想いは少女を六弦に宿す~偶然出逢ったギターに憑いてた女子高生との甘々同棲ラブコメ(短編小説)(「G’sこえけん」音声化短編コンテスト作品)

夕奈木 静月

第1話「君」との出会い

(あれ…?私…死んじゃったはずなのに…どうしたんだろう?ここ、よく来てた楽器屋さんだよね…。おーい店長さん~。

 うわっ、なんだろ…身体が…窮屈で、動けない…。

 私は波根花憐はねかれん、高校二年生。

 先週、突然の事故で死んじゃったの…。

 それからしばらくは、真っ暗な闇の中でさまよってたんだけど…、急に今、目を開けることができたんだ)

 

 ガタガタ…。


(きゃあっ、持ち上げられて…、なになにっ…?わたし、ギターになっちゃったのっ!?)


 シールドがアンプにつながれる音がした。


(なんだかアンプにつながってると落ち着く~。

 …って、違う~!そうじゃなくて…どうして!?私は人間のはずでしょ~?)


 たどたどしいギターの音色。


(うんうん…あったあった。私もギター始めた時、こんな感じだったなあ~)


 試奏しているのは…


(同い年くらいの…男の子だね。この辺でよく見かける制服着てる…。

 バンドやってるとか、学校で軽音部入ってるとか、かな?)


 私につながれていたシールドが外されて、ケースに入れられるようだ。ファスナーの音がする。
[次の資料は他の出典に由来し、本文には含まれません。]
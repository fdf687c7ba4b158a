//! Error types for the roster engine.
//!
//! Collection operations never fail: a missing identifier is a valid,
//! silent outcome. Errors only surface at the conversion and configuration
//! boundaries.

use thiserror::Error;

/// All possible errors from the roster engine.
#[derive(Debug, Error, Clone, PartialEq, Eq)]
pub enum Error {
    // Conversion errors
    #[error("entity must be a JSON object, got {0}")]
    NotAnObject(&'static str),

    #[error("serialization failed: {0}")]
    Serialization(String),

    // Configuration errors
    #[error("invalid config: {0}")]
    InvalidConfig(String),
}

impl From<serde_json::Error> for Error {
    fn from(err: serde_json::Error) -> Self {
        Error::Serialization(err.to_string())
    }
}

/// Result type for engine operations.
pub type Result<T> = std::result::Result<T, Error>;

#[cfg(test)]
mod tests {
    use super::*;

    #[test]
    fn error_display() {
        let err = Error::NotAnObject("Array");
        assert_eq!(err.to_string(), "entity must be a JSON object, got Array");

        let err = Error::InvalidConfig("id field must not be empty".into());
        assert_eq!(
            err.to_string(),
            "invalid config: id field must not be empty"
        );
    }

    #[test]
    fn from_serde_error() {
        let parse_err = serde_json::from_str::<serde_json::Value>("{").unwrap_err();
        let err: Error = parse_err.into();
        assert!(matches!(err, Error::Serialization(_)));
    }
}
(うええ~ん…暗いよっ。私…これからどうなっちゃうの~?)


 レジの音。


(もっ、もしかして私…買われちゃったのぉ~!?

 と…いうことは、今から君の家に行くってこと~!?)


 自転車で走っているみたいだ。


(暗い暗い~っ!怖いよっ…。早く、早く止まって…)


 自転車が止まる。鳥の声が聞こえる。

 ケースが開かれる。


「うわあ~。近所にこんな場所あったんだ~。全然知らなかったよ…。

 すごい遠くまで見渡せるっ…!やーっほ~!!」


 ガタガタッ。ケースの上に投げ出される私。


「痛った~い…。もう、なにするのよっ!?って…私の声…聞こえてるの?」


 驚き、うなずく君。


「じゃ、じゃあさ…私をここから出してくれない!?」


 気の毒そうに首を振っている。


「どうやって、って顔してるね…。まあ、たしかにそうだ…。

 私も方法が全く思いつかないよ…。あはは…」


(困ったな…。でも、こうやってまた、この街の景色を見られたのは…素直にうれしいな…。

 みんな元気で暮らしてるかなあ…?まあ一週間しか経ってないから特に変わらないか…)


「おっといけない…。ねえ君…、君はどんな音楽が好きなの?」


 途切れ途切れに、でも懸命に奏でられるブルージーなフレーズ。


「へえ~っ!渋いのが好きなんだね~。若いのに珍しい…って、私はいくつなんだって話だけどっ…!あははは…。

 でも私もそういうの、好きだなあ…。ねえ、もっと弾いてみて?」


 ~♪~パチンッ!


「あっ!大丈夫?チョーキング、慣れないと難しいよねっ?ふふっ、私もそうだったな…」


(ギターから出られれば、コツを教えてあげられるんだけどな…。

 あっ、そろそろ帰るのかな?)


 ケースの開かれる音。


「ねえ…少しでいいから外が見えるようにしてくれないかな?真っ暗だと怖くて…」


 微笑んで首を縦に振る仕草が見える。


「よかった…。君、優しいんだねっ…」


 顔を赤く染める君。


「かわいい~!あっ、ごめん…。私も…君と同じ高校生だから…そんなに歳…変わらないか…。

 えっ?一年生?そっか…一応、私がいっこ上かあ…。